Clinton's words did not represent a shift in United States policy, which is to offer the North Korean government economic aid and other incentives for abandoning its nuclear weapons program. But her tone was notably softer than previous pronouncements by American officials.
At the same time, she said the North Korean government needed to be more forthcoming about "the human tragedy" of Japanese citizens who had been abducted by the North in the 1970s and 1980s.
As Clinton departed Washington, North Korea was casting a shadow over a voyage that sought to build solidarity between the United States and Asia on issues like the global economic crisis and climate change.
North Korea has engaged in bellicose talk toward the South, and there were reports on Sunday that the North was preparing to test a long-range missile.
Clinton played down suspicions, long held by some in the Bush administration, that North Korea has a clandestine program to produce highly enriched uranium. What is not in dispute, she said, is that North Korea has plutonium, which it is using to manufacture nuclear weapons.
In China, Clinton said, she would pursue a partnership on climate change.
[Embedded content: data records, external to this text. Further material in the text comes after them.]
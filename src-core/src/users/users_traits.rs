use crate::errors::Result;
use crate::users::users_model::{NewUser, User};
use async_trait::async_trait;

/// Trait for user repository operations
#[async_trait]
pub trait UserRepositoryTrait: Send + Sync {
    fn find_by_id(&self, user_id: &str) -> Result<User>;
    fn find_by_email(&self, email: &str) -> Result<Option<User>>;
    async fn create(&self, new_user: NewUser) -> Result<User>;
}

/// Trait for user service operations
#[async_trait]
pub trait UserServiceTrait: Send + Sync {
    fn get_user(&self, user_id: &str) -> Result<User>;
    fn find_by_email(&self, email: &str) -> Result<Option<User>>;
    async fn register(&self, email: String, name: String, password_hash: String) -> Result<User>;
}
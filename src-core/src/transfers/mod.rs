pub mod transfers_model;
pub mod transfers_repository;
pub mod transfers_service;
pub mod transfers_traits;

pub use transfers_model::{
    parse_positive_value, parse_transfer_type, validate_transfer_relations, NewTransfer, Transfer,
    TransferFilters, TransferType, TransferUpdate,
};
pub use transfers_repository::TransferRepository;
pub use transfers_service::TransferService;
pub use transfers_traits::{TransferRepositoryTrait, TransferServiceTrait};
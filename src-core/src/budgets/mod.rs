pub mod budgets_model;
pub mod budgets_repository;
pub mod budgets_service;
pub mod budgets_traits;

pub use budgets_model::{Budget, BudgetMember, BudgetUpdate, NewBudget};
pub use budgets_repository::BudgetRepository;
pub use budgets_service::{BudgetService, NOT_OWNER_MESSAGE, NO_ACCESS_MESSAGE};
pub use budgets_traits::{BudgetRepositoryTrait, BudgetServiceTrait};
She suggested, though, that she did not intend to press Beijing to accept mandatory caps on carbon emissions, as President Barack Obama supports.
She also praised the Chinese government for adopting a "robust" economic stimulus program. While she said she would raise human-rights concerns in Beijing, she does not plan to do so prominently.
Clinton also said she would meet with the Russian foreign minister, Sergey Lavrov, in two weeks for what she said she hoped would be a "positive start." She said the administration had made no decisions on whether to scale back a missile defense system in Eastern Europe that has caused tension between Moscow and Washington.
Clinton's choice of Japan for her first stop is heavily symbolic and meant to reassure the Japanese that they remain America's central allies in Asia. Japan looms large in efforts to recover from the global economic crisis and has pledged up to $100 billion in aid to the International Monetary Fund to help countries facing credit shortages because of the crisis.